Russia is urging everyone who can influence Syria's armed opposition groups to pressure them to make the work of UN chemical weapons inspectors in the country safe, the Foreign Ministry said.
Opposition groups should avoid organizing armed provocation, ministry spokesman Alexander Lukashevich said in a statement on Sunday.
The United Nations reported Sunday that following talks with UN representative for disarmament affairs Angela Kane, "the Syrian Government has affirmed it will grant access to UN inspectors, beginning tomorrow, to sites in the suburbs of Damascus where chemical weapons were allegedly used last week."

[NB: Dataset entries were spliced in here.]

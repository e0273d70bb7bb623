//! 后端 REST 接口约定：统一响应信封、路由拼接与请求体模型。
//!
//! 约定：
//! - 所有接口均为 `POST {base_url}/api/{admin_route_prefix}/{resource}/{action}`
//! - 响应统一为 `{status, message?, data}`，`status == 200` 视为成功
//! - 表单类请求在发出前先做本地校验（[`ValidationError`]），校验失败不发请求
//!
//! 作者：BidHub 管理后台项目组
//! 创建时间：2026-10-18
//! 修改时间：2026-10-18

use serde::{Deserialize, Serialize};
use thiserror::Error;

use crate::negotiation::NegotiationRecord;
use crate::permission::PermissionSnapshot;
use crate::session::AdminUser;

/// 后端约定的成功状态码。
pub const STATUS_OK: u16 = 200;

/// 统一响应信封。
///
/// 说明：
/// - `message` 可缺省；失败时用于向管理员展示原因
/// - `data` 在失败响应中通常为 `null`，因此建模为 `Option<T>`
#[derive(Debug, Clone, Serialize, Deserialize)]
pub struct Envelope<T> {
    pub status: u16,
    #[serde(default)]
    pub message: Option<String>,
    pub data: Option<T>,
}

impl<T> Envelope<T> {
    /// 是否为成功响应（`status == 200`）。
    pub fn is_success(&self) -> bool {
        self.status == STATUS_OK
    }

    /// 失败原因文本；后端未给出 `message` 时返回固定的兜底文案。
    pub fn message_or_default(&self) -> &str {
        self.message.as_deref().filter(|m| !m.trim().is_empty()).unwrap_or("unknown error")
    }
}

/// 管理端路由拼接器。
///
/// 示例：
/// - `base_url = "https://api.example.com/"`，`prefix = "admin"`
/// - `url("auth", "login")` => `https://api.example.com/api/admin/auth/login`
#[derive(Debug, Clone, PartialEq, Eq)]
pub struct ApiRoutes {
    base_url: String,
    prefix: String,
}

impl ApiRoutes {
    /// 创建路由拼接器；首尾多余的 `/` 会被去掉。
    pub fn new(base_url: impl Into<String>, prefix: impl Into<String>) -> Self {
        let base_url = base_url.into().trim_end_matches('/').to_string();
        let prefix = prefix.into().trim_matches('/').to_string();
        Self { base_url, prefix }
    }

    pub fn base_url(&self) -> &str {
        &self.base_url
    }

    /// 拼接 `{resource}/{action}` 的完整地址。
    pub fn url(&self, resource: &str, action: &str) -> String {
        let resource = resource.trim_matches('/');
        let action = action.trim_matches('/');
        if self.prefix.is_empty() {
            format!("{}/api/{}/{}", self.base_url, resource, action)
        } else {
            format!("{}/api/{}/{}/{}", self.base_url, self.prefix, resource, action)
        }
    }
}

/// 表单本地校验错误（第三类错误：请求未发出）。
#[derive(Debug, Clone, PartialEq, Eq, Error)]
#[error("字段 `{field}` 校验失败: {reason}")]
pub struct ValidationError {
    pub field: &'static str,
    pub reason: &'static str,
}

impl ValidationError {
    fn required(field: &'static str) -> Self {
        Self { field, reason: "不能为空" }
    }
}

/// 登录请求体（`auth/login`）。
#[derive(Debug, Clone, Serialize, Deserialize)]
pub struct LoginRequest {
    pub email: String,
    pub password: String,
}

impl LoginRequest {
    /// 邮箱与密码均不能为空白。
    pub fn validate(&self) -> Result<(), ValidationError> {
        if self.email.trim().is_empty() {
            return Err(ValidationError::required("email"));
        }
        if self.password.is_empty() {
            return Err(ValidationError::required("password"));
        }
        Ok(())
    }
}

/// 登录响应中的 `data` 部分。
///
/// 说明：
/// - `permissions` 可能随登录一并下发；缺省时由权限缓存按需拉取
#[derive(Debug, Clone, Serialize, Deserialize)]
pub struct LoginData {
    pub token: String,
    pub user: AdminUser,
    #[serde(default)]
    pub permissions: Option<PermissionSnapshot>,
}

/// 议价列表查询（`negotiation/list`），支持按竞拍过滤与分页。
#[derive(Debug, Clone, Serialize, Deserialize)]
#[serde(rename_all = "camelCase")]
pub struct NegotiationListRequest {
    #[serde(default, skip_serializing_if = "Option::is_none")]
    pub bid_id: Option<String>,
    pub page: u32,
    pub limit: u32,
}

impl Default for NegotiationListRequest {
    fn default() -> Self {
        Self { bid_id: None, page: 1, limit: 20 }
    }
}

/// 议价列表分页结果。
#[derive(Debug, Clone, Default, Serialize, Deserialize)]
#[serde(rename_all = "camelCase")]
pub struct NegotiationPage {
    #[serde(default)]
    pub items: Vec<NegotiationRecord>,
    #[serde(default)]
    pub total: u64,
    #[serde(default)]
    pub page: u32,
}

/// 还价请求体（`negotiation/counter`）。
#[derive(Debug, Clone, Serialize, Deserialize)]
#[serde(rename_all = "camelCase")]
pub struct CounterOfferRequest {
    pub bid_id: String,
    pub price: f64,
    #[serde(default, skip_serializing_if = "Option::is_none")]
    pub quantity: Option<u64>,
    #[serde(default, skip_serializing_if = "Option::is_none")]
    pub message: Option<String>,
}

impl CounterOfferRequest {
    /// 竞拍 ID 不能为空，价格必须为正的有限数。
    pub fn validate(&self) -> Result<(), ValidationError> {
        if self.bid_id.trim().is_empty() {
            return Err(ValidationError::required("bidId"));
        }
        if !self.price.is_finite() || self.price <= 0.0 {
            return Err(ValidationError { field: "price", reason: "必须大于 0" });
        }
        if self.quantity == Some(0) {
            return Err(ValidationError { field: "quantity", reason: "必须大于 0" });
        }
        Ok(())
    }
}

/// 接受报价请求体（`negotiation/accept`）。
#[derive(Debug, Clone, Serialize, Deserialize)]
#[serde(rename_all = "camelCase")]
pub struct AcceptOfferRequest {
    pub negotiation_id: String,
}

impl AcceptOfferRequest {
    pub fn validate(&self) -> Result<(), ValidationError> {
        if self.negotiation_id.trim().is_empty() {
            return Err(ValidationError::required("negotiationId"));
        }
        Ok(())
    }
}

#[cfg(test)]
mod tests {
    use super::*;

    #[test]
    fn routes_join_prefix_and_trim_slashes() {
        let routes = ApiRoutes::new("https://api.example.com/", "/admin/");
        assert_eq!(routes.url("auth", "login"), "https://api.example.com/api/admin/auth/login");
        assert_eq!(
            routes.url("/negotiation/", "list"),
            "https://api.example.com/api/admin/negotiation/list"
        );

        let bare = ApiRoutes::new("http://localhost:4000", "");
        assert_eq!(bare.url("auth", "login"), "http://localhost:4000/api/auth/login");
    }

    #[test]
    fn envelope_without_data_or_message() {
        let env: Envelope<serde_json::Value> = serde_json::from_str(r#"{"status":401}"#).unwrap();
        assert!(!env.is_success());
        assert!(env.data.is_none());
        assert_eq!(env.message_or_default(), "unknown error");

        let env: Envelope<u32> =
            serde_json::from_str(r#"{"status":200,"message":"ok","data":7}"#).unwrap();
        assert!(env.is_success());
        assert_eq!(env.data, Some(7));
    }

    #[test]
    fn envelope_payload_needs_no_default() {
        #[derive(Debug, Deserialize)]
        struct Receipt {
            id: String,
        }

        let env: Envelope<Receipt> =
            serde_json::from_str(r#"{"status":409,"message":"Offer already accepted"}"#).unwrap();
        assert!(env.data.is_none());
        assert_eq!(env.message_or_default(), "Offer already accepted");

        let env: Envelope<Receipt> =
            serde_json::from_str(r#"{"status":200,"data":{"id":"n-1"}}"#).unwrap();
        assert_eq!(env.data.map(|r| r.id).as_deref(), Some("n-1"));
    }

    #[test]
    fn login_validation_rejects_blank_fields() {
        let req = LoginRequest { email: "  ".into(), password: "x".into() };
        assert_eq!(req.validate().unwrap_err().field, "email");
        let req = LoginRequest { email: "a@b.c".into(), password: String::new() };
        assert_eq!(req.validate().unwrap_err().field, "password");
        let req = LoginRequest { email: "a@b.c".into(), password: "pw".into() };
        assert!(req.validate().is_ok());
    }

    #[test]
    fn counter_offer_validation() {
        let mut req =
            CounterOfferRequest { bid_id: "b1".into(), price: 0.0, quantity: None, message: None };
        assert_eq!(req.validate().unwrap_err().field, "price");
        req.price = f64::NAN;
        assert_eq!(req.validate().unwrap_err().field, "price");
        req.price = 12.5;
        assert!(req.validate().is_ok());
        req.quantity = Some(0);
        assert_eq!(req.validate().unwrap_err().field, "quantity");
        req.quantity = Some(3);
        req.bid_id = String::new();
        assert_eq!(req.validate().unwrap_err().field, "bidId");
    }

    #[test]
    fn counter_offer_serializes_camel_case_without_empty_optionals() {
        let req =
            CounterOfferRequest { bid_id: "b1".into(), price: 10.0, quantity: None, message: None };
        let v = serde_json::to_value(&req).unwrap();
        assert_eq!(v, serde_json::json!({"bidId": "b1", "price": 10.0}));
    }
}
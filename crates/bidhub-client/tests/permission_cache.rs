use std::sync::Arc;

use bidhub_client::gateway::GatewayClient;
use bidhub_client::permissions::{PermissionCache, SnapshotOrigin};
use bidhub_client::relay::{LogNavigator, RealtimeRelay, RelayOptions};
use bidhub_core::config::ConsoleConfig;
use bidhub_core::permission::{PermissionFallback, PermissionKind, PermissionSnapshot};
use bidhub_core::session::{keys, AdminUser, FileStore, KeyValueStore, MemoryStore, SessionContext};

const ORDERS_SNAPSHOT: &str = r#"{"status":200,"data":{"role":"admin","modules":[
    {"key":"orders","path":"/orders","permissions":{"read":true,"write":false}}
]}}"#;

fn session_with(store: Arc<dyn KeyValueStore>) -> Arc<SessionContext> {
    let session = Arc::new(SessionContext::new(store));
    let user = AdminUser {
        id: "u1".into(),
        name: String::new(),
        email: String::new(),
        role: Some("admin".into()),
    };
    session.begin("tok", &user, None).unwrap();
    session
}

fn cache(
    base_url: String,
    session: Arc<SessionContext>,
    fallback: PermissionFallback,
) -> PermissionCache {
    let gateway = GatewayClient::new(&ConsoleConfig { base_url, ..Default::default() })
        .unwrap()
        .with_session(session.clone());
    PermissionCache::new(session, gateway, fallback)
}

#[tokio::test]
async fn fetches_once_then_serves_from_storage() {
    let mut server = mockito::Server::new_async().await;
    let mock = server
        .mock("POST", "/api/admin/permission/my-permissions")
        .with_status(200)
        .with_body(ORDERS_SNAPSHOT)
        .expect(1)
        .create_async()
        .await;

    let dir = tempfile::tempdir().unwrap();
    let path = dir.path().join("local-storage.json");
    let session = session_with(Arc::new(FileStore::new(&path)));
    let permissions = cache(server.url(), session, PermissionFallback::DenyAll);

    assert!(!permissions.has_access("/orders"));
    let first = permissions.load().await;
    assert_eq!(first.origin, SnapshotOrigin::Fetched);
    let second = permissions.load().await;
    assert_eq!(second.origin, SnapshotOrigin::Stored);

    assert!(permissions.has_permission("/orders", PermissionKind::Read));
    assert!(!permissions.has_permission("/orders", PermissionKind::Write));
    assert!(!permissions.has_permission("/unknown", PermissionKind::Read));

    // 新进程（新的会话上下文）直接读落盘快照，不再请求后端
    let reopened_session = Arc::new(SessionContext::new(Arc::new(FileStore::new(&path))));
    let reopened = cache(server.url(), reopened_session, PermissionFallback::DenyAll);
    assert_eq!(reopened.load().await.origin, SnapshotOrigin::Stored);
    assert!(reopened.has_access("/orders"));

    mock.assert_async().await;
}

#[tokio::test]
async fn refresh_overwrites_the_whole_snapshot() {
    let mut server = mockito::Server::new_async().await;
    let session = session_with(Arc::new(MemoryStore::new()));
    let admins: PermissionSnapshot = serde_json::from_str(
        r#"{"role":"admin","modules":[{"path":"/admins","permissions":{"read":true}}]}"#,
    )
    .unwrap();
    session.replace_permissions(admins).unwrap();
    server
        .mock("POST", "/api/admin/permission/my-permissions")
        .with_status(200)
        .with_body(ORDERS_SNAPSHOT)
        .create_async()
        .await;

    let permissions = cache(server.url(), session.clone(), PermissionFallback::DenyAll);
    assert!(permissions.has_access("/admins"));

    let loaded = permissions.refresh().await;
    assert_eq!(loaded.origin, SnapshotOrigin::Fetched);
    assert!(!permissions.has_access("/admins"));
    assert!(permissions.has_access("/orders"));
    assert_eq!(session.role().unwrap().as_deref(), Some("admin"));
}

#[tokio::test]
async fn fetch_failure_denies_by_default_and_is_not_persisted() {
    let mut server = mockito::Server::new_async().await;
    let mock = server
        .mock("POST", "/api/admin/permission/my-permissions")
        .with_status(500)
        .with_body(r#"{"status":500,"message":"db down"}"#)
        .expect(2)
        .create_async()
        .await;

    let store = Arc::new(MemoryStore::new());
    let session = session_with(store.clone());
    let permissions = cache(server.url(), session, PermissionFallback::DenyAll);

    let loaded = permissions.load().await;
    assert_eq!(loaded.origin, SnapshotOrigin::Fallback);
    assert_eq!(loaded.snapshot.role, "admin");
    assert!(!permissions.has_access("/orders"));
    assert!(!permissions.has_permission("/anything", PermissionKind::Read));
    assert!(store.get(keys::PERMISSIONS).unwrap().is_none());

    // 兜底快照不粘滞：下次加载重新请求
    assert_eq!(permissions.load().await.origin, SnapshotOrigin::Fallback);
    mock.assert_async().await;
}

#[tokio::test]
async fn grant_all_fallback_keeps_legacy_behaviour() {
    let session = session_with(Arc::new(MemoryStore::new()));
    let permissions = cache("http://127.0.0.1:1".into(), session, PermissionFallback::GrantAll);

    let loaded = permissions.load().await;
    assert_eq!(loaded.origin, SnapshotOrigin::Fallback);
    assert!(loaded.snapshot.is_superadmin());
    assert!(permissions.has_permission("/anything", PermissionKind::VerifyApprove));
}

#[tokio::test]
async fn forced_logout_revokes_the_cached_snapshot() {
    let session = session_with(Arc::new(MemoryStore::new()));
    let orders: PermissionSnapshot = serde_json::from_str(
        r#"{"role":"admin","modules":[
            {"key":"orders","path":"/orders","permissions":{"read":true,"write":true}}
        ]}"#,
    )
    .unwrap();
    session.replace_permissions(orders).unwrap();

    let permissions =
        cache("http://127.0.0.1:1".into(), session.clone(), PermissionFallback::DenyAll);
    assert!(permissions.has_permission("/orders", PermissionKind::Write));

    let options = RelayOptions::from_config(&ConsoleConfig::default());
    let relay = RealtimeRelay::new(options, session.clone(), Arc::new(LogNavigator));
    relay.handle_inbound("forceLogout", &serde_json::Value::Null);

    assert!(session.token().unwrap().is_none());
    assert!(permissions.snapshot().is_none());
    assert!(!permissions.has_access("/orders"));
    assert!(!permissions.has_permission("/orders", PermissionKind::Write));
}
//! 请求序号器：只允许最新一次请求的响应落地。
//!
//! 场景：
//! - 快速翻页时多个请求并发在途，响应返回顺序与发出顺序不一致
//! - 每次发请求前领取 [`Ticket`]，响应回来后用 [`RequestSequencer::apply`] 判断是否仍是最新
//!
//! 作者：BidHub 管理后台项目组
//! 创建时间：2026-10-18
//! 修改时间：2026-10-18

use std::sync::atomic::{AtomicU64, Ordering};

/// 请求凭据（单调递增）。
#[derive(Debug, Clone, Copy, PartialEq, Eq, PartialOrd, Ord)]
pub struct Ticket(u64);

impl Ticket {
    pub fn value(&self) -> u64 {
        self.0
    }
}

#[derive(Debug, Default)]
pub struct RequestSequencer {
    latest: AtomicU64,
}

impl RequestSequencer {
    pub fn new() -> Self {
        Self::default()
    }

    /// 领取新凭据；之前领取的凭据全部过期。
    pub fn issue(&self) -> Ticket {
        Ticket(self.latest.fetch_add(1, Ordering::SeqCst) + 1)
    }

    pub fn is_current(&self, ticket: Ticket) -> bool {
        self.latest.load(Ordering::SeqCst) == ticket.0
    }

    /// 凭据仍为最新时执行 `sink` 并返回 `true`；否则丢弃响应返回 `false`。
    pub fn apply<T>(&self, ticket: Ticket, value: T, sink: impl FnOnce(T)) -> bool {
        if !self.is_current(ticket) {
            tracing::debug!("丢弃过期响应: ticket={}", ticket.0);
            return false;
        }
        sink(value);
        true
    }
}

#[cfg(test)]
mod tests {
    use super::*;

    #[test]
    fn stale_response_is_dropped() {
        let seq = RequestSequencer::new();
        let page1 = seq.issue();
        let page2 = seq.issue();
        assert!(page2 > page1);

        let mut shown = Vec::new();
        // 第二页先返回
        assert!(seq.apply(page2, 2, |v| shown.push(v)));
        // 第一页后返回，必须被丢弃
        assert!(!seq.apply(page1, 1, |v| shown.push(v)));
        assert_eq!(shown, vec![2]);
    }
}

Kane met in Damascus with high-ranking Syrian officials on Aug. 24 and 25 to seek the government's cooperation in a probe into the Aug. 21 incident in the Ghouta area where chemical weapons were allegedly used, UN Secretary-General Ban Ki-moon's spokesman said in a statement.
The Syrian opposition has accused the government of killing scores of people in a massive nerve gas attack in Damascus on Wednesday, with death toll estimates varying from a hundred to more than a thousand people. The Syrian government promptly denied the reports as baseless.
The UN team of chemical weapons investigators, headed by Swedish expert Ake Sellstrom, started working in Damascus last Monday. The team is expected to visit three sites where chemical weapons attacks allegedly occurred earlier. One site is the town of Khan Assal, in Syria's northern Aleppo province, where the Syrian government claimed rebels used chemical weapons in March.
The unrest in Syria began in March 2011 and later escalated into a civil war. More than 100,000 people have been killed in the conflict so far, according to the UN.